Cloud Behavioral Divergence Guide#

Running the “same” workload on AWS, Azure, and GCP does not produce the same behavior. The Kubernetes API is portable, application containers are portable, and SQL queries are portable. Everything else – identity, networking, storage, load balancing, DNS, and managed service behavior – diverges in ways that matter for production reliability.

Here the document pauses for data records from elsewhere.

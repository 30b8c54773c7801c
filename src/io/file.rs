// Copyright 2026 the vega authors
// Distributed under the Boost Software License, Version 1.0. (See accompanying
// file LICENSE.txt or copy at http://www.boost.org/LICENSE_1_0.txt)

//! Unified file handle over a per-platform backend.
//!
//! On Linux the io_uring backend is used whenever a ring is available; the
//! stream backend is the portable synchronous fallback. Both keep persistent
//! read and write cursors: positional calls reposition the matching cursor
//! to `offset + n`, cursor calls continue where the previous one stopped.

use std::io::{Read, Seek, SeekFrom, Write};
use std::ops::{BitAnd, BitOr};

use crate::error::{Error, Result};

/// Bitset of open flags. Creation is implicit for writable modes.
#[derive(Debug, Clone, Copy, PartialEq, Eq, Default)]
pub struct OpenMode(u32);

impl OpenMode {
    pub const READ: OpenMode = OpenMode(1 << 0);
    pub const WRITE: OpenMode = OpenMode(1 << 1);
    pub const READ_WRITE: OpenMode = OpenMode(Self::READ.0 | Self::WRITE.0);
    pub const TRUNCATE: OpenMode = OpenMode(1 << 2);

    pub const fn contains(self, other: OpenMode) -> bool {
        self.0 & other.0 == other.0
    }

    pub const fn is_empty(self) -> bool {
        self.0 == 0
    }
}

impl BitOr for OpenMode {
    type Output = OpenMode;

    fn bitor(self, rhs: OpenMode) -> OpenMode {
        OpenMode(self.0 | rhs.0)
    }
}

impl BitAnd for OpenMode {
    type Output = OpenMode;

    fn bitand(self, rhs: OpenMode) -> OpenMode {
        OpenMode(self.0 & rhs.0)
    }
}

#[derive(Debug, Clone, Copy, PartialEq, Eq)]
pub enum FileBackendType {
    None,
    Stream,
    IoUring,
}

enum Backend {
    #[cfg(target_os = "linux")]
    Uring(UringFile),
    Stream(StreamFile),
}

/// A file whose reads and writes settle through the runtime.
#[derive(Default)]
pub struct File {
    backend: Option<Backend>,
}

impl File {
    pub fn new() -> Self {
        Self { backend: None }
    }

    /// Opens `path`, selecting the io_uring backend when this thread can
    /// obtain a ring and the stream backend otherwise.
    pub fn open(&mut self, path: &str, mode: OpenMode) -> Result<()> {
        self.close();

        #[cfg(target_os = "linux")]
        if crate::uring::is_available() {
            self.backend = Some(Backend::Uring(UringFile::open(path, mode)?));
            return Ok(());
        }

        self.backend = Some(Backend::Stream(StreamFile::open(path, mode)?));
        Ok(())
    }

    pub fn backend_type(&self) -> FileBackendType {
        match self.backend {
            None => FileBackendType::None,
            #[cfg(target_os = "linux")]
            Some(Backend::Uring(_)) => FileBackendType::IoUring,
            Some(Backend::Stream(_)) => FileBackendType::Stream,
        }
    }

    pub fn is_open(&self) -> bool {
        self.backend.is_some()
    }

    pub fn close(&mut self) {
        self.backend = None;
    }

    /// Reads into `buf` from the read cursor, advancing it by the returned
    /// byte count. Short reads are reported as-is.
    pub async fn read(&mut self, buf: &mut [u8]) -> Result<usize> {
        self.read_impl(buf, -1).await
    }

    /// Reads into `buf` from `offset`; the read cursor moves to
    /// `offset + n`.
    pub async fn read_at(&mut self, buf: &mut [u8], offset: u64) -> Result<usize> {
        self.read_impl(buf, offset as i64).await
    }

    /// Writes `buf` at the write cursor, advancing it by the returned byte
    /// count.
    pub async fn write(&mut self, buf: &[u8]) -> Result<usize> {
        self.write_impl(buf, -1).await
    }

    /// Writes `buf` at `offset`; the write cursor moves to `offset + n`.
    pub async fn write_at(&mut self, buf: &[u8], offset: u64) -> Result<usize> {
        self.write_impl(buf, offset as i64).await
    }

    async fn read_impl(&mut self, buf: &mut [u8], offset: i64) -> Result<usize> {
        match self.backend.as_mut() {
            None => Err(Error::NotOpen),
            #[cfg(target_os = "linux")]
            Some(Backend::Uring(file)) => file.read(buf, offset).await,
            Some(Backend::Stream(file)) => file.read(buf, offset),
        }
    }

    async fn write_impl(&mut self, buf: &[u8], offset: i64) -> Result<usize> {
        match self.backend.as_mut() {
            None => Err(Error::NotOpen),
            #[cfg(target_os = "linux")]
            Some(Backend::Uring(file)) => file.write(buf, offset).await,
            Some(Backend::Stream(file)) => file.write(buf, offset),
        }
    }
}

//-----------------------------------------------------------------------------

#[cfg(target_os = "linux")]
pub use uring_file::UringFile;

#[cfg(target_os = "linux")]
mod uring_file {
    use io_uring::{opcode, types};
    use nix::errno::Errno;
    use nix::fcntl::OFlag;
    use nix::sys::stat::Mode;
    use std::os::fd::RawFd;

    use super::OpenMode;
    use crate::error::{Error, Result};
    use crate::uring;

    /// io_uring file backend. The offset argument of read/write uses `-1`
    /// for "continue from the cursor".
    pub struct UringFile {
        fd: RawFd,
        read_pos: i64,
        write_pos: i64,
    }

    impl UringFile {
        pub fn open(path: &str, mode: OpenMode) -> Result<Self> {
            let mut flags = if mode.contains(OpenMode::READ_WRITE) {
                OFlag::O_RDWR
            } else if mode.contains(OpenMode::READ) {
                OFlag::O_RDONLY
            } else if mode.contains(OpenMode::WRITE) {
                OFlag::O_WRONLY
            } else {
                OFlag::O_RDONLY
            };

            if mode.contains(OpenMode::TRUNCATE) {
                flags |= OFlag::O_TRUNC;
            }
            flags |= OFlag::O_CREAT;

            let fd = nix::fcntl::open(path, flags, Mode::from_bits_truncate(0o644))
                .map_err(|errno| Error::Io { op: "open", errno })?;

            Ok(Self { fd, read_pos: 0, write_pos: 0 })
        }

        pub async fn read(&mut self, buf: &mut [u8], offset: i64) -> Result<usize> {
            let offset = if offset == -1 { self.read_pos } else { offset };

            let entry = opcode::Read::new(
                types::Fd(self.fd),
                buf.as_mut_ptr(),
                buf.len() as u32,
            )
            .offset(offset as u64)
            .build();

            let res = uring::run_res(entry).await?;
            if res < 0 {
                return Err(Error::Io { op: "read", errno: Errno::from_raw(-res) });
            }

            self.read_pos = offset + i64::from(res);
            Ok(res as usize)
        }

        pub async fn write(&mut self, buf: &[u8], offset: i64) -> Result<usize> {
            let offset = if offset == -1 { self.write_pos } else { offset };

            let entry = opcode::Write::new(
                types::Fd(self.fd),
                buf.as_ptr(),
                buf.len() as u32,
            )
            .offset(offset as u64)
            .build();

            let res = uring::run_res(entry).await?;
            if res < 0 {
                return Err(Error::Io { op: "write", errno: Errno::from_raw(-res) });
            }

            self.write_pos = offset + i64::from(res);
            Ok(res as usize)
        }
    }

    impl Drop for UringFile {
        fn drop(&mut self) {
            let _ = nix::unistd::close(self.fd);
        }
    }
}

//-----------------------------------------------------------------------------

/// Portable synchronous backend. Calls complete immediately.
pub struct StreamFile {
    file: std::fs::File,
    read_pos: i64,
    write_pos: i64,
}

impl StreamFile {
    pub fn open(path: &str, mode: OpenMode) -> Result<Self> {
        let writable = mode.contains(OpenMode::WRITE);
        let file = std::fs::OpenOptions::new()
            .read(mode.contains(OpenMode::READ))
            .write(writable)
            .truncate(mode.contains(OpenMode::TRUNCATE) && writable)
            .create(writable)
            .open(path)
            .map_err(|e| Error::Io {
                op: "open",
                errno: nix::errno::Errno::from_raw(e.raw_os_error().unwrap_or(0)),
            })?;

        Ok(Self { file, read_pos: 0, write_pos: 0 })
    }

    pub fn read(&mut self, buf: &mut [u8], offset: i64) -> Result<usize> {
        let offset = if offset == -1 { self.read_pos } else { offset };

        let n = self
            .file
            .seek(SeekFrom::Start(offset as u64))
            .and_then(|_| self.file.read(buf))
            .map_err(|e| Error::Io {
                op: "read",
                errno: nix::errno::Errno::from_raw(e.raw_os_error().unwrap_or(0)),
            })?;

        self.read_pos = offset + n as i64;
        Ok(n)
    }

    pub fn write(&mut self, buf: &[u8], offset: i64) -> Result<usize> {
        let offset = if offset == -1 { self.write_pos } else { offset };

        let n = self
            .file
            .seek(SeekFrom::Start(offset as u64))
            .and_then(|_| self.file.write(buf))
            .map_err(|e| Error::Io {
                op: "write",
                errno: nix::errno::Errno::from_raw(e.raw_os_error().unwrap_or(0)),
            })?;

        self.write_pos = offset + n as i64;
        Ok(n)
    }
}

//-----------------------------------------------------------------------------

#[cfg(test)]
mod tests {
    use super::*;

    #[test]
    fn open_mode_combines_like_a_bitset() {
        let mode = OpenMode::READ | OpenMode::WRITE;
        assert_eq!(mode, OpenMode::READ_WRITE);
        assert!(mode.contains(OpenMode::READ));
        assert!(mode.contains(OpenMode::WRITE));
        assert!(!mode.contains(OpenMode::TRUNCATE));
        assert!((OpenMode::READ & OpenMode::WRITE).is_empty());
    }

    #[test]
    fn unopened_file_reports_none_and_rejects_io() {
        let file = File::new();
        assert_eq!(file.backend_type(), FileBackendType::None);
        assert!(!file.is_open());
    }

    #[test]
    fn stream_backend_round_trips_with_cursors() {
        let path = std::env::temp_dir().join("vega_stream_file_test.txt");
        let path = path.to_str().expect("temp path is utf-8");

        let mut file = StreamFile::open(path, OpenMode::READ_WRITE | OpenMode::TRUNCATE)
            .expect("open stream file");

        assert_eq!(file.write(b"AAAAAAAAAA", -1).expect("write"), 10);
        assert_eq!(file.write(b"BBB", 3).expect("write at offset"), 3);

        let mut buf = [0u8; 10];
        assert_eq!(file.read(&mut buf, 0).expect("read"), 10);
        assert_eq!(&buf, b"AAABBBAAAA");

        // The write cursor sits after the positional write.
        assert_eq!(file.write(b"C", -1).expect("write"), 1);
        assert_eq!(file.read(&mut buf[..7], 0).expect("read"), 7);
        assert_eq!(&buf[..7], b"AAABBBC");

        let _ = std::fs::remove_file(path);
    }
}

This guide documents the specific divergence points with practical examples. Use it when translating infrastructure from one cloud to another, when debugging behavior that differs between environments, or when assessing migration risk.

IAM Model Differences#

Identity and access management is the most significant behavioral divergence between clouds. Each cloud has a fundamentally different model for how workloads authenticate and authorize.

AWS: IAM Roles and IRSA#

AWS IAM is built around roles and policies. A role is an identity that can be assumed by users, services, or other AWS accounts. A policy is a JSON document specifying which API actions are allowed on which resources.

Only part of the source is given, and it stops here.